CHICAGO (Reuters) - A suburban Chicago school district said on Thursday it reached a deal with the U.S. government over locker room access for a transgender student, but the civil rights group representing the student said the agreement fell short of its hopes.

Township High School District 211 in Palatine, Illinois, said it will provide changing areas in the girls' locker room for the student, who has not been named, and for other students, within 30 days.

The seven-member school board held a special meeting on Wednesday evening, heard public comments and then voted 5-2 early on Thursday to approve the deal reached with the U.S. Department of Education's Office of Civil Rights (OCR).

The OCR last month found the school district discriminated against the student and gave it a month to provide full locker room access. At stake were millions of dollars in annual federal funds for the district of five high schools west of Chicago.

The case stemmed from a complaint filed in 2013 by the American Civil Liberties Union of Illinois on behalf of the student, who was born male and identifies as female.

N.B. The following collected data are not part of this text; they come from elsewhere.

//! Error types for the Folio core library.

use thiserror::Error;

/// Result type alias using `CoreError`.
pub type Result<T> = std::result::Result<T, CoreError>;

/// Core error types for Folio.
#[derive(Error, Debug)]
pub enum CoreError {
    /// Configuration loading or parsing error.
    #[error("Configuration error: {message}")]
    Config {
        message: String,
        #[source]
        source: Option<Box<dyn std::error::Error + Send + Sync>>,
    },

    /// Required markup is missing from a component.
    #[error("Structural error: missing required element `{element}`")]
    Structural { element: String },

    /// The search UI library could not be loaded or constructed.
    #[error("Search UI initialization failed: {0}")]
    SearchUi(String),

    /// A call into the host script engine threw.
    #[error("Script error: {0}")]
    Script(String),

    /// File system I/O error.
    #[error("IO error: {0}")]
    Io(#[from] std::io::Error),

    /// TOML parsing error.
    #[error("TOML parse error: {0}")]
    Toml(#[from] toml::de::Error),

    /// Generic configuration crate error.
    #[error("Config crate error: {0}")]
    ConfigCrate(#[from] config::ConfigError),
}

impl CoreError {
    /// Create a new configuration error with a message.
    pub fn config(message: impl Into<String>) -> Self {
        Self::Config {
            message: message.into(),
            source: None,
        }
    }

    /// Create a new configuration error with source.
    pub fn config_with_source(
        message: impl Into<String>,
        source: impl std::error::Error + Send + Sync + 'static,
    ) -> Self {
        Self::Config {
            message: message.into(),
            source: Some(Box::new(source)),
        }
    }

    /// Create a new structural error naming the missing element.
    pub fn structural(element: impl Into<String>) -> Self {
        Self::Structural {
            element: element.into(),
        }
    }

    /// Create a new search UI initialization error.
    pub fn search_ui(message: impl Into<String>) -> Self {
        Self::SearchUi(message.into())
    }

    /// Create a new script error.
    pub fn script(message: impl Into<String>) -> Self {
        Self::Script(message.into())
    }
}

#[cfg(test)]
mod tests {
    use super::*;

    #[test]
    fn test_config_error() {
        let err = CoreError::config("missing field");
        assert!(err.to_string().contains("Configuration error"));
        assert!(err.to_string().contains("missing field"));
    }

    #[test]
    fn test_structural_error_names_element() {
        let err = CoreError::structural("dialog");
        assert!(err.to_string().contains("Structural error"));
        assert!(err.to_string().contains("`dialog`"));
    }

    #[test]
    fn test_search_ui_error() {
        let err = CoreError::search_ui("bundle not found");
        assert!(err.to_string().contains("Search UI initialization failed"));
        assert!(err.to_string().contains("bundle not found"));
    }

    #[test]
    fn test_io_error_conversion() {
        let io_err = std::io::Error::new(std::io::ErrorKind::NotFound, "file not found");
        let err: CoreError = io_err.into();
        assert!(err.to_string().contains("IO error"));
    }
}
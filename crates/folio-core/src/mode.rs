//! Build mode of the running site.

use std::{fmt, str::FromStr};

use serde::{Deserialize, Serialize};

use crate::error::CoreError;

/// Whether the site was built for local development or for production.
///
/// Fixed when the site is compiled and never changes while a page runs.
/// Only production builds ship a search index, so the search UI is loaded
/// only in [`BuildMode::Production`].
#[derive(Debug, Clone, Copy, PartialEq, Eq, Hash, Default, Serialize, Deserialize)]
#[serde(rename_all = "lowercase")]
pub enum BuildMode {
    #[default]
    Development,
    Production,
}

impl BuildMode {
    /// Resolve the mode from the `FOLIO_ENV` variable captured at compile time.
    ///
    /// Falls back to the compilation profile when the variable is unset or
    /// unrecognized: debug builds are development, release builds production.
    pub fn from_build_env() -> Self {
        Self::from_env_value(option_env!("FOLIO_ENV"))
    }

    /// Resolve the mode from a raw `FOLIO_ENV` value.
    pub fn from_env_value(value: Option<&str>) -> Self {
        match value {
            Some(value) => value.parse().unwrap_or_else(|err| {
                tracing::warn!(value, %err, "Ignoring unrecognized FOLIO_ENV");
                Self::from_profile()
            }),
            None => Self::from_profile(),
        }
    }

    /// Mode implied by the compilation profile.
    pub fn from_profile() -> Self {
        if cfg!(debug_assertions) {
            Self::Development
        } else {
            Self::Production
        }
    }

    pub fn is_production(self) -> bool {
        self == Self::Production
    }

    pub fn as_str(self) -> &'static str {
        match self {
            Self::Development => "development",
            Self::Production => "production",
        }
    }
}

impl FromStr for BuildMode {
    type Err = CoreError;

    fn from_str(s: &str) -> Result<Self, Self::Err> {
        match s.trim().to_ascii_lowercase().as_str() {
            "dev" | "development" => Ok(Self::Development),
            "prod" | "production" => Ok(Self::Production),
            other => Err(CoreError::config(format!("unknown build mode: {other:?}"))),
        }
    }
}

impl fmt::Display for BuildMode {
    fn fmt(&self, f: &mut fmt::Formatter<'_>) -> fmt::Result {
        f.write_str(self.as_str())
    }
}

After investigating the complaint, the government said a separate changing place just for the student was discriminatory. The language of the agreement reached on Thursday with the OCR says the school district will provide multiple changing areas with privacy curtains, for the student and any others who want privacy.

"Consistent with our stated position throughout this matter, if the transgender student seeks access to the locker room, the student will not be granted unrestricted access and will utilize a private changing station whenever changing clothes or showering," District 211 Superintendent Daniel Cates said in a statement.

John Knight of the Illinois ACLU said that the district's statement that the student must use the private changing area contradicts the language in the agreement itself.

The agreement says that, based on the student's representation that she will use a private changing station, the school has provided such an area, but does not actually require her to use it.

Knight said the ACLU had hoped the agreement would serve as a model for other districts, but it ended up being very narrow.

"The agreement ... only addresses the needs of our client, not other transgender students. This is a terrible mistake," he said.